In addition Ms. Elliott prepared a property tax analysis for the hearing utilizing CAMA systems, that is, Computerized Assisted Mass Appraisal. (T. 22, Ex. 6.) This computerized tax analysis inputs the characteristics of the plaintiffs' properties utilizing information from their respective tax assessor's cards from the Town of Canaan. The purpose of this analysis was to determine what each plaintiffs' assessment and tax liability would be for each town located within Region One Board of Education. (T. 20-23.) The conclusion reached by such analysis was that the assessment of the Seymour property and the Schurk property in any of the corresponding towns in Litchfield would result in the same approximate tax. (T. 27-28.) Further, Ms. Elliott testified that the grand list in Canaan had increased by approximately 30 per cent. She believed that if municipal spending remained constant the mill rate would decrease by one third. (T. 28.)
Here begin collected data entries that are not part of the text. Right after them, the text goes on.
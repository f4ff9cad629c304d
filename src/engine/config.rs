// src/engine/config.rs
//
// Runtime configuration, read once from the environment.
//
// Invalid values fall back to defaults. Changes after first use have no effect.

use once_cell::sync::Lazy;

/// Below this pixel count the alpha converter reads pixels back instead of
/// drawing onto a new surface.
pub const DEFAULT_READBACK_THRESHOLD_PIXELS: u64 = 16384;

const READBACK_THRESHOLD_ENV: &str = "IMAGE_BITMAP_READBACK_THRESHOLD";
const RASTER_THREADS_ENV: &str = "IMAGE_BITMAP_RASTER_THREADS";

/// Upper bound on the background raster pool size.
pub const MAX_RASTER_THREADS: usize = 256;

#[derive(Clone, Copy, Debug, PartialEq, Eq)]
pub struct BitmapConfig {
    pub readback_threshold_pixels: u64,
    pub raster_threads: usize,
}

impl Default for BitmapConfig {
    fn default() -> Self {
        Self {
            readback_threshold_pixels: DEFAULT_READBACK_THRESHOLD_PIXELS,
            raster_threads: default_raster_threads(),
        }
    }
}

impl BitmapConfig {
    /// Build a config from a variable lookup; `from_env` passes `std::env::var`.
    pub fn from_lookup(lookup: impl Fn(&str) -> Option<String>) -> Self {
        let defaults = Self::default();
        let readback_threshold_pixels = lookup(READBACK_THRESHOLD_ENV)
            .and_then(|raw| raw.trim().parse::<u64>().ok())
            .unwrap_or(defaults.readback_threshold_pixels);
        let raster_threads = lookup(RASTER_THREADS_ENV)
            .and_then(|raw| raw.trim().parse::<usize>().ok())
            .filter(|n| (1..=MAX_RASTER_THREADS).contains(n))
            .unwrap_or(defaults.raster_threads);
        Self {
            readback_threshold_pixels,
            raster_threads,
        }
    }

    pub fn from_env() -> Self {
        Self::from_lookup(|key| std::env::var(key).ok())
    }
}

fn default_raster_threads() -> usize {
    std::thread::available_parallelism()
        .map(|n| n.get())
        .unwrap_or(1)
        .min(MAX_RASTER_THREADS)
}

static CONFIG: Lazy<BitmapConfig> = Lazy::new(BitmapConfig::from_env);

/// Process-wide configuration.
pub fn config() -> &'static BitmapConfig {
    &CONFIG
}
The Attorney General offered as his next and last witness Mr. Robert Brewer, the manager of the Division of Grants for the State of Connecticut Department of Education. (T. 32.) Mr. Brewer testified that he had worked for that department for thirty-three years, the last fifteen CT Page 10880-w in the capacity of manager. (T. 32.) In particular, Mr. Brewer outlined the working and purpose of the educational cost sharing grant (ECS). (T. 33.) The ECS is an equalization grant. Its purpose is to "recognize the various abilities of the 169 towns in the State of Connecticut to raise funds to pay for education and to distribute the State's share, which in this case is about $1.5 billion in a proportion that's inverse to the town's ability to pay. So that a wealthier community would receive less support from the State, a needier community would receive additional funds." (T. 33-34.)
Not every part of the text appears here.